Three-sheet etching [101.5 x 68.8 cm the platemark]. Wide margins, a few repaired marginal tears, bottom blank margin replaced; verso backed. Printed surface rich in tone.

Rare, large-format, separately issued etching on three-sheets by Giuseppe Vasi (1710-82) depicting the Basilica of Santa Maria Maggiore in Rome as seen from the Quattro Fontane. The work is one of four large vedute etchings – two published in 1765 and two in 1771 – incorporating the four patriarchal basilicas of Rome into sweeping vistas seen from some of the city’s most celebrated vantage points. Vasi seems to have designed these etchings to be displayed either on their own or in conjunction with his iconic 18-sheet Prospetto dell’Alma città di Roma (1765), a breathtaking panorama of the city unsurpassed in its ambition: “Vasi’s large prints of the four patriarchal basilicas were issued with exactly the same vertical dimensions as the Prospetto in order to grant uniformity to and enhance the aesthetics of collective display. In Vasi’s scheme, then, any single work could stand alone, or be enriched through association with related material” (Maier, p. 219), a feature typical to European décor in the second half of the 18th century (and which provided Vasi with commercial flexibility in marketing his prints). 
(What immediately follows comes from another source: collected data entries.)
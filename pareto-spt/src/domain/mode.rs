//! Travel-mode descriptor.

use std::fmt;

/// The mutually tracked travel-mode conditions of a path state.
///
/// States whose descriptors differ are in different mode regimes and are
/// never compared on their numeric objectives.
///
/// # Examples
///
/// ```
/// use pareto_spt::domain::ModeFlags;
///
/// let walking = ModeFlags::WALK;
/// let renting = ModeFlags::WALK.with_bike_renting(true);
///
/// assert!(renting.is_bike_renting());
/// assert_ne!(walking, renting);
/// assert_eq!(renting.to_string(), "bike-renting");
/// ```
#[derive(Clone, Copy, PartialEq, Eq, Hash, Default)]
pub struct ModeFlags(u8);

impl ModeFlags {
    /// No mode condition set: travelling on foot or by transit.
    pub const WALK: Self = Self(0);
    /// A rented bicycle is in use.
    pub const BIKE_RENTING: Self = Self(1);
    /// A car has been parked.
    pub const CAR_PARKED: Self = Self(1 << 1);
    /// A private bicycle has been parked.
    pub const BIKE_PARKED: Self = Self(1 << 2);

    /// Build a descriptor from the three individual conditions.
    pub const fn new(bike_renting: bool, car_parked: bool, bike_parked: bool) -> Self {
        Self::WALK
            .with_bike_renting(bike_renting)
            .with_car_parked(car_parked)
            .with_bike_parked(bike_parked)
    }

    const fn with(self, flag: Self, on: bool) -> Self {
        if on {
            Self(self.0 | flag.0)
        } else {
            Self(self.0 & !flag.0)
        }
    }

    /// Set or clear the bike-renting condition.
    pub const fn with_bike_renting(self, on: bool) -> Self {
        self.with(Self::BIKE_RENTING, on)
    }

    /// Set or clear the car-parked condition.
    pub const fn with_car_parked(self, on: bool) -> Self {
        self.with(Self::CAR_PARKED, on)
    }

    /// Set or clear the bike-parked condition.
    pub const fn with_bike_parked(self, on: bool) -> Self {
        self.with(Self::BIKE_PARKED, on)
    }

    /// True if a rented bicycle is in use.
    pub const fn is_bike_renting(self) -> bool {
        self.0 & Self::BIKE_RENTING.0 != 0
    }

    /// True if a car has been parked.
    pub const fn is_car_parked(self) -> bool {
        self.0 & Self::CAR_PARKED.0 != 0
    }

    /// True if a private bicycle has been parked.
    pub const fn is_bike_parked(self) -> bool {
        self.0 & Self::BIKE_PARKED.0 != 0
    }
}

impl fmt::Debug for ModeFlags {
    fn fmt(&self, f: &mut fmt::Formatter<'_>) -> fmt::Result {
        write!(f, "ModeFlags({self})")
    }
}

impl fmt::Display for ModeFlags {
    fn fmt(&self, f: &mut fmt::Formatter<'_>) -> fmt::Result {
        let names: Vec<&str> = [
            (self.is_bike_renting(), "bike-renting"),
            (self.is_car_parked(), "car-parked"),
            (self.is_bike_parked(), "bike-parked"),
        ]
        .into_iter()
        .filter_map(|(on, name)| on.then_some(name))
        .collect();

        if names.is_empty() {
            f.write_str("walk")
        } else {
            f.write_str(&names.join("+"))
        }
    }
}

#[cfg(test)]
mod tests {
    use super::*;

    #[test]
    fn default_is_walk() {
        assert_eq!(ModeFlags::default(), ModeFlags::WALK);
        assert!(!ModeFlags::WALK.is_bike_renting());
        assert!(!ModeFlags::WALK.is_car_parked());
        assert!(!ModeFlags::WALK.is_bike_parked());
    }

    #[test]
    fn flags_are_independent() {
        let mode = ModeFlags::new(true, false, true);
        assert!(mode.is_bike_renting());
        assert!(!mode.is_car_parked());
        assert!(mode.is_bike_parked());

        let cleared = mode.with_bike_renting(false);
        assert!(!cleared.is_bike_renting());
        assert!(cleared.is_bike_parked());
    }

    #[test]
    fn any_single_difference_breaks_equality() {
        let base = ModeFlags::WALK;
        assert_ne!(base, base.with_bike_renting(true));
        assert_ne!(base, base.with_car_parked(true));
        assert_ne!(base, base.with_bike_parked(true));
    }

    #[test]
    fn display() {
        assert_eq!(ModeFlags::WALK.to_string(), "walk");
        assert_eq!(
            ModeFlags::new(true, true, false).to_string(),
            "bike-renting+car-parked"
        );
        assert_eq!(ModeFlags::CAR_PARKED.to_string(), "car-parked");
    }
}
The etching, dedicated to the Grande di Spagna Agesilao Bonanni, shows the Piazza Quattro Fontane in the foreground, with two of the four fountains (depicting the Tiber and Aniene) installed there by Domenico Fontana between 1588 and 1593 visible. A long procession of horsemen snakes up the Via delle Quattro Fontane from the apse end of Sta. Maria Maggiore half a mile away. The Alban Hills are seen in the distance. A key at the foot of the etching names 24 features of the print, including architectural elements of the basilica, the Esquiline obelisk, the Esquiline column, and the campanile of the church of Sta. Prassede; the flank of Borromini’s San Carlo alle Quattro Fontane is visible at the right foreground.

“A native of Corleone, Sicily, Vasi had arrived in Rome in 1736, where he became known for his vedute catering to Grand Tourists’ insatiable desire for souvenirs of the Eternal City. Like Falda in the previous century, Vasi specialized in relatively unembellished interpretations of Rome’s settings and architecture that situated monuments in their urban context. In this regard he distinguished himself from his competitor Giovanni Battista Piranesi, whose vedute offered a more romantic vision of Rome’s monuments, and often isolated them for dramatic effect” (Maier, p. 218). Vasi’s reputation today rests on his role as the engraver for Nolli’s influential pianta grande, on his Prospetto, and on his 10-book Magnificenze di Roma antica e moderna (1747-61), a commemorative set of Roman architectural views arranged by building type. 

 

OCLC locates no U. S. examples of this etching. 

* L. Scalabroni, Giuseppe Vasi (1710-82), pp. 92-3, n. 317; J. Maier, Rome Measured and Imagined: Early Modern Maps of the Eternal City.